_SUPPLIED RECORDS_
//! Cluster hash slots: CRC16/XMODEM of the key (or of its `{hashtag}`)
//! modulo 16384.

use crc::{Crc, CRC_16_XMODEM};

pub const SLOT_COUNT: usize = 16384;

static CRC16: Crc<u16> = Crc::<u16>::new(&CRC_16_XMODEM);

/// Returns the part of `key` that is hashed.
///
/// That is the content of the first `{...}` when it is non-empty, otherwise
/// the whole key.
pub fn hash_tag(key: &[u8]) -> &[u8] {
    if let Some(open) = key.iter().position(|&b| b == b'{') {
        if let Some(len) = key[open + 1..].iter().position(|&b| b == b'}') {
            if len > 0 {
                return &key[open + 1..open + 1 + len];
            }
        }
    }
    key
}

pub fn key_slot(key: &[u8]) -> u16 {
    CRC16.checksum(hash_tag(key)) & (SLOT_COUNT as u16 - 1)
}

#[cfg(test)]
mod tests {
    use super::*;

    #[test]
    fn test_crc16_check_value() {
        assert_eq!(CRC16.checksum(b"123456789"), 0x31C3);
    }

    #[test]
    fn test_known_slots() {
        assert_eq!(key_slot(b"foo"), 12182);
        assert_eq!(key_slot(b"bar"), 5061);
        assert_eq!(key_slot(b""), 0);
    }

    #[test]
    fn test_hashtag_equivalence() {
        for key in ["user:101", "a", "session", "x{y"] {
            let wrapped = format!("prefix{{{}}}suffix", key);
            if key.contains('}') || key.is_empty() {
                continue;
            }
            assert_eq!(key_slot(key.as_bytes()), key_slot(wrapped.as_bytes()), "{}", key);
        }
    }

    #[test]
    fn test_hashtag_edge_cases() {
        assert_eq!(hash_tag(b"{}key"), b"{}key");
        assert_eq!(hash_tag(b"{a}{b}"), b"a");
        assert_eq!(hash_tag(b"no}brace{"), b"no}brace{");
        assert_eq!(hash_tag(b"x{{y}"), b"{y");
    }
}
#[derive(Debug, Clone)]
pub struct SessionConfig {
    pub name: String,
    pub address: String,
    pub credentials: Credentials,
    pub tls: TlsOptions,
    pub work_dir: PathBuf,
    pub sync_rdb: bool,
    pub sync_aof: bool,
    pub listening_port: u16,
    pub ack_interval: Duration,
    pub aof_segment_size: u64,
    pub checkpoint_interval: Duration,
    pub max_reconnect_attempts: u32,
    pub reconnect_backoff: Duration,
    pub loader: LoaderConfig,
}

impl SessionConfig {
    pub fn new(address: impl Into<String>, work_dir: impl Into<PathBuf>) -> Self {
        let address = address.into();
        Self {
            name: format!("source_{}", address.replace(':', "_")),
            address,
            credentials: Credentials::default(),
            tls: TlsOptions::default(),
            work_dir: work_dir.into(),
            sync_rdb: true,
            sync_aof: true,
            listening_port: 10007,
            ack_interval: Duration::from_millis(100),
            aof_segment_size: aof::DEFAULT_SEGMENT_SIZE,
            checkpoint_interval: Duration::from_secs(1),
            max_reconnect_attempts: 3,
            reconnect_backoff: Duration::from_secs(1),
            loader: LoaderConfig::default(),
        }
    }
}

/// Aborts the task when dropped.
struct TaskGuard<T>(Option<JoinHandle<T>>);

impl<T> TaskGuard<T> {
    fn new(handle: JoinHandle<T>) -> Self {
        Self(Some(handle))
    }

    async fn join(mut self) -> Result<T, ReplicationError> {
        match self.0.take() {
            Some(handle) => handle
                .await
                .map_err(|e| ReplicationError::TaskFailed(e.to_string())),
            None => Err(ReplicationError::TaskFailed("already joined".to_string())),
        }
    }
}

_WHAT YOU WILL DO_
Search the listing above for the string "position". Copy every line that contains it.

_RESPONSE AREA_
    if let Some(open) = key.iter().position(|&b| b == b'{') {
        if let Some(len) = key[open + 1..].iter().position(|&b| b == b'}') {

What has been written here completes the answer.